Model Card for Qwen3-VL-8B-catmus-medieval

This model is a fine-tuned version of Qwen/Qwen3-VL-8B-Instruct for transcribing medieval Latin manuscripts from images. It has been trained using TRL on the CATMuS/medieval dataset.

Model Description

This vision-language model specializes in transcribing text from images of medieval Latin manuscripts.
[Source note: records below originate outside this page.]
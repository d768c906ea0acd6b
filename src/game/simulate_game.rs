use rand::seq::IndexedRandom;
use rand::Rng;

use crate::game::apply_move::apply_move;
use crate::game::board::{Board, Player};
use crate::game::get_legal_moves::get_legal_moves;
use crate::game::winner::{winner, wins_through};

/// Playout outcome from X's point of view: +1 win, -1 loss, 0 draw.
pub fn outcome_score(winner: Option<Player>) -> f64 {
    match winner {
        Some(Player::X) => 1.0,
        Some(Player::O) => -1.0,
        None => 0.0,
    }
}

/// Plays uniformly random legal moves on a copy of `board` until the game ends.
///
/// Only the disc just dropped can complete a line, so the loop checks that
/// cell instead of rescanning the whole grid after every move.
pub fn simulate_game<R: Rng + ?Sized>(board: &Board, rng: &mut R) -> f64 {
    if let Some(player) = winner(board) {
        return outcome_score(Some(player));
    }

    let mut simulated = *board;
    loop {
        let legal_moves = get_legal_moves(&simulated);
        let Some(&column) = legal_moves.choose(rng) else {
            return outcome_score(None);
        };
        let mover = simulated.current_player();
        let Ok(row) = apply_move(&mut simulated, column) else {
            // legal moves never name a full column
            return outcome_score(None);
        };
        if wins_through(&simulated, row, column) {
            return outcome_score(Some(mover));
        }
    }
}
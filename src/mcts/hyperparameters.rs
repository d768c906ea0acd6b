//! MCTS Hyperparameters Configuration
//!
//! The search has a single strength knob, the simulation budget. The
//! exploration constant and the optional RNG seed complete the configuration.
//! Values can be loaded from a JSON file; missing fields fall back to defaults.

use serde::{Deserialize, Serialize};
use std::path::Path;

use crate::mcts::selection::DEFAULT_EXPLORATION_CONSTANT;
use crate::{ConnectFourError, Result};

/// Default number of iterations per decision
pub const DEFAULT_SIMULATIONS: usize = 10_000;

/// MCTS hyperparameters configuration
#[derive(Debug, Clone, PartialEq, Serialize, Deserialize)]
#[serde(default)]
pub struct MctsHyperparameters {
    /// Iterations run for every move decision
    /// Default: 10000
    pub num_simulations: usize,

    /// UCB1 exploration constant `c`
    /// Default: 1.414
    pub exploration_constant: f64,

    /// Seed for reproducible searches (`None` draws from the OS)
    pub seed: Option<u64>,
}

impl Default for MctsHyperparameters {
    fn default() -> Self {
        Self {
            num_simulations: DEFAULT_SIMULATIONS,
            exploration_constant: DEFAULT_EXPLORATION_CONSTANT,
            seed: None,
        }
    }
}

impl MctsHyperparameters {
    /// Loads and validates hyperparameters from a JSON file.
    pub fn from_json_file(path: impl AsRef<Path>) -> Result<Self> {
        let content = std::fs::read_to_string(path.as_ref())?;
        let params: MctsHyperparameters = serde_json::from_str(&content)?;
        params.validate()?;
        log::debug!(
            "Loaded MCTS hyperparameters from {}: {}",
            path.as_ref().display(),
            params.to_config_string()
        );
        Ok(params)
    }

    pub fn validate(&self) -> Result<()> {
        if !self.exploration_constant.is_finite() || self.exploration_constant < 0.0 {
            return Err(ConnectFourError::Config(format!(
                "exploration constant must be a non-negative number, got {}",
                self.exploration_constant
            )));
        }
        Ok(())
    }

    /// Create a configuration string for logging
    pub fn to_config_string(&self) -> String {
        let seed = match self.seed {
            Some(seed) => seed.to_string(),
            None => "os".to_string(),
        };
        format!(
            "sims[{}]_c[{:.3}]_seed[{}]",
            self.num_simulations, self.exploration_constant, seed
        )
    }
}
Given an image of manuscript text, the model generates the corresponding transcription.

Performance

The model was evaluated on 100 examples from the CATMuS/medieval dataset (test split).

Metrics

Metric	Base Model	Fine-tuned Model	Improvement
Character Error Rate (CER)	0.3778 (37.78%)	0.1997 (19.97%)	+47.14%
Word Error Rate (WER)	0.8300 (83.00%)	0.5457 (54.57%)	+34.25%

Sample Predictions

Here are some example transcriptions comparing the base model and fine-tuned model:

Example 1:

Reference: paulꝯ ad thessalonicenses .iii.
Base Model: paul9adthellalomconceB·iii·
Fine-tuned Model: paulꝰ ad thessalonicenses .iii.

Example 2:

Reference: acceptad mi humilde seruicio. e dissipad. e plantad en el
Base Model: acceptad mi humilde servicio, è dissipad, è plantat en el
Fine-tuned Model: acceptad mi humilde seruicio. e dissipad. e plantad en el

Example 3:

Reference: ꝙ mattheus illam dictionem ponat
Base Model: q mattheus illam dictionem ponat
Fine-tuned Model: ꝙ mattheus illam dictiõnem ponat

Example 4:

Reference: Elige ꝗd uoueas. eadẽ ħ ꝗꝗ sama ferebat.
Base Model: fuge quoniam cade hic quia tama ferebar.
Fine-tuned Model: Fuge qd̾ uoneas. eadẽ ħ ꝗꝗ sana ferebat:

Example 5:

Reference: a prima coniugatione ue
Base Model: aprimaconiugazioneue
Fine-tuned Model: a prima coniugatione ue

Quick start

from transformers import AutoProcessor, Qwen3VLForConditionalGeneration
from peft import PeftModel
from PIL import Image

# Load model and processor
base_model = "Qwen/Qwen3-VL-8B-Instruct"
adapter_model = "small-models-for-glam/Qwen3-VL-8B-catmus"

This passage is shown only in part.